It's likely there never has been a freshman quite like him. An athletically dynamic 6-6 small forward considered among the top recruits in the class of 2007, Walker learned in July he would not be eligible to play high school basketball in Ohio. He could have spent a year in prep school, but during the recruiting process K-State coach Bob Huggins presented Walker with this idea: graduate early and play for the Wildcats this season.
Walker became eligible December 16 -- and had a game December 17. One practice, one morning shootaround, and he was scoring 15 points in a comfortable victory over Kennesaw State. In fact, Walker scored in double figures four times in his first week as a college player.
"It's different from the high school level," Walker says. "Just the mental game. It's grueling, man. Sometimes it gets frustrating because you're thinking too much."
Wildcats fans who haven't seen their team in the NCAA Tournament since 1996 wonder when Walker will have this college basketball thing figured out. "They say it takes 21 days to make a habit," he says. "So I'm guessing 21 days. I hope."
Near the end of Walker's second college practice, Huggins holds a small, laminated card that lists K-State's calls for every situation: man-to-man offense, zone offense, inbounds plays. "This is what everybody else knows," he says, waving his hand across the face of the card. "This is what he knows," Huggins says, pointing to two items under man offense and one under zone offense.
Walker will catch on fast, though. He is bright and eager to learn -- or else he would not have dashed through an accelerated program to finish the requirements for his high school diploma in a couple of months, and he would not have already shown a grasp of many advanced defensive concepts in practices and games.
A winner of two Ohio state championships at Cincinnati's North College Hill with celebrated point guard O.J. Mayo, Walker hasn't been the most famous player on his team, even though he has been compared for years to NBA star Vince Carter. They have similar height, length and hunger to dunk the basketball. Carter was a better shooter at the same age; Walker's release is too low, and his shot tends to travel as a line drive. Walker, though, already has the strength, confidence and physical maturity it took Carter years at North Carolina to achieve. Walker is listed at 225 pounds, five more than Carter carries now.
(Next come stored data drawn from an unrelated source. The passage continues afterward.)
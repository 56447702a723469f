use thiserror::Error;

/// Failure of a generation pass.
///
/// Blocks emitted before the failure are not rolled back.
#[derive(Debug, Error)]
pub enum GenerateError {
    #[error("generation cancelled")]
    Cancelled,

    #[error(transparent)]
    Sink(anyhow::Error),
}

impl GenerateError {
    pub fn is_cancelled(&self) -> bool {
        matches!(self, GenerateError::Cancelled)
    }

    /// The error the sink returned, untouched.
    pub fn sink_error(&self) -> Option<&anyhow::Error> {
        match self {
            GenerateError::Sink(e) => Some(e),
            GenerateError::Cancelled => None,
        }
    }
}

#[derive(Debug, Error)]
pub enum ProfileError {
    #[error("failed to read profile {path}: {source}")]
    Io {
        path: String,
        #[source]
        source: std::io::Error,
    },

    #[error("failed to decode profile: {0}")]
    Decode(#[from] serde_yaml::Error),

    #[error("invalid profile: {0}")]
    Invalid(String),
}
use crate::cli::args::GenerateArgs;
use crate::exit_codes::{CANCELLED, CONFIG_ERROR, GENERATION_FAILED, SUCCESS};
use crate::writer::{BlockWriter, Output};
use anyhow::{Context, Result};
use blockgen_core::builtin::{self, BuiltinProfile};
use blockgen_core::{BlockSpec, CancellationToken, GenerateError, Label, Labels, Plan, Profile};
use tracing::{info, warn};

/// Where the plan and the series factory come from.
pub enum Source {
    Profile(Profile),
    Builtin(BuiltinProfile),
}

impl Source {
    pub fn load(args: &GenerateArgs) -> Result<Self> {
        if let Some(name) = &args.builtin {
            let profile = builtin::lookup(name).with_context(|| {
                let known: Vec<&str> = builtin::names().collect();
                format!("unknown builtin profile {name:?} (known: {})", known.join(", "))
            })?;
            return Ok(Source::Builtin(profile));
        }
        let path = args
            .profile
            .as_ref()
            .context("either --profile or --builtin is required")?;
        let profile = Profile::from_file(path)
            .with_context(|| format!("failed to load profile {}", path.display()))?;
        Ok(Source::Profile(profile))
    }

    pub fn plan(&self) -> Plan {
        match self {
            Source::Profile(p) => p.plan(),
            Source::Builtin(b) => b.plan.clone(),
        }
    }

    pub fn generate<S>(
        &self,
        cancel: &CancellationToken,
        external_labels: &Labels,
        sink: S,
    ) -> Result<(), GenerateError>
    where
        S: FnMut(BlockSpec) -> Result<()>,
    {
        match self {
            Source::Profile(p) => p
                .plan()
                .generate(&p.series_spec(), cancel, external_labels, sink),
            Source::Builtin(b) => b.plan.generate(&b.series, cancel, external_labels, sink),
        }
    }
}

pub fn parse_labels(raw: &[String]) -> Result<Labels> {
    raw.iter()
        .map(|s| {
            let (name, value) = s
                .split_once('=')
                .with_context(|| format!("invalid label {s:?}: expected NAME=VALUE"))?;
            let name = name.trim();
            if name.is_empty() {
                anyhow::bail!("invalid label {s:?}: empty name");
            }
            Ok(Label::new(name, value))
        })
        .collect()
}

pub async fn run(args: GenerateArgs) -> Result<i32> {
    let external = match parse_labels(&args.labels) {
        Ok(l) => l,
        Err(e) => {
            eprintln!("Config error: {e}");
            return Ok(CONFIG_ERROR);
        }
    };
    let source = match Source::load(&args) {
        Ok(s) => s,
        Err(e) => {
            eprintln!("Config error: {e:#}");
            return Ok(CONFIG_ERROR);
        }
    };
    let output = if args.stdout {
        Output::Stdout
    } else {
        Output::Dir(args.output.clone())
    };
    let mut writer = match BlockWriter::new(output) {
        Ok(w) => w,
        Err(e) => {
            eprintln!("generation failed before the first block: {e:#}");
            return Ok(GENERATION_FAILED);
        }
    };

    let plan = source.plan();
    info!(
        blocks = plan.ranges.len(),
        horizon = %humantime::format_duration(plan.horizon()),
        targets = plan.targets,
        metrics_per_target = plan.metrics_per_target,
        "generating block specs"
    );

    let cancel = CancellationToken::new();
    let interrupt = {
        let cancel = cancel.clone();
        tokio::spawn(async move {
            if tokio::signal::ctrl_c().await.is_ok() {
                warn!("interrupt received, stopping after the current block");
                cancel.cancel();
            }
        })
    };

    // Generation and the writer block on file I/O; keep them off the runtime.
    let result = tokio::task::spawn_blocking(move || {
        let res = source.generate(&cancel, &external, |b| writer.write(&b));
        (res, writer)
    })
    .await
    .context("generation task panicked")?;
    interrupt.abort();

    let (res, writer) = result;
    match res {
        Ok(()) => {
            info!(
                blocks = writer.blocks_written(),
                series = writer.series_written(),
                "done"
            );
            Ok(SUCCESS)
        }
        Err(GenerateError::Cancelled) => {
            eprintln!(
                "cancelled after {} block(s)",
                writer.blocks_written()
            );
            Ok(CANCELLED)
        }
        Err(GenerateError::Sink(e)) => {
            eprintln!(
                "generation failed after {} block(s): {e:#}",
                writer.blocks_written()
            );
            Ok(GENERATION_FAILED)
        }
    }
}

#[cfg(test)]
mod tests {
    use super::*;

    #[test]
    fn parses_external_labels() {
        let labels = parse_labels(&["cluster=a".into(), "expr=x=y".into()]).unwrap();
        assert_eq!(labels, Labels::from_pairs([("cluster", "a"), ("expr", "x=y")]));
    }

    #[test]
    fn rejects_malformed_labels() {
        assert!(parse_labels(&["novalue".into()]).is_err());
        assert!(parse_labels(&["=v".into()]).is_err());
    }
}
It is no wonder, then, Huggins is eager to use Walker in his schemes even if he does not completely understand them. "The bottom line is we're all trying to win, and he probably gives us the best chance to win in the long run," Huggins says. "In my mind, he is -- I don't know -- one-twentieth of what he's going to be."
A day after his successful debut, Walker was at practice and getting frustrated by the daunting process. Early in a fast-break drill, he floated along the baseline thinking he'd score an effortless reverse layup. Instead, he was clobbered by 7-3 freshman Jason Bennett. Nobody calls fouls in a Huggins practice. "That's going to take some adjusting," Walker says. "You can't make plays when somebody's hanging off you."
Soon after, Walker tried to get revenge while playing defense in the post. Instead of playing soundly and fighting for position, he wrapped his right arm around Bennett and shoved him to the side as an entry pass arrived. Someone called it: foul. Walker responded, in colorful language, that it was his understanding no fouls were to be called. Later there was some sort of confrontation with a courtside chair.
Most any high school star will tell you the greatest obstacle in adjusting to college basketball is learning to play consistently hard in practice and games. That's a lesson in maturity Walker must master, and Huggins would love to teach it the way he would to any other player: loudly and emphatically. The coach restrains himself because he recognizes the unique nature of this circumstance.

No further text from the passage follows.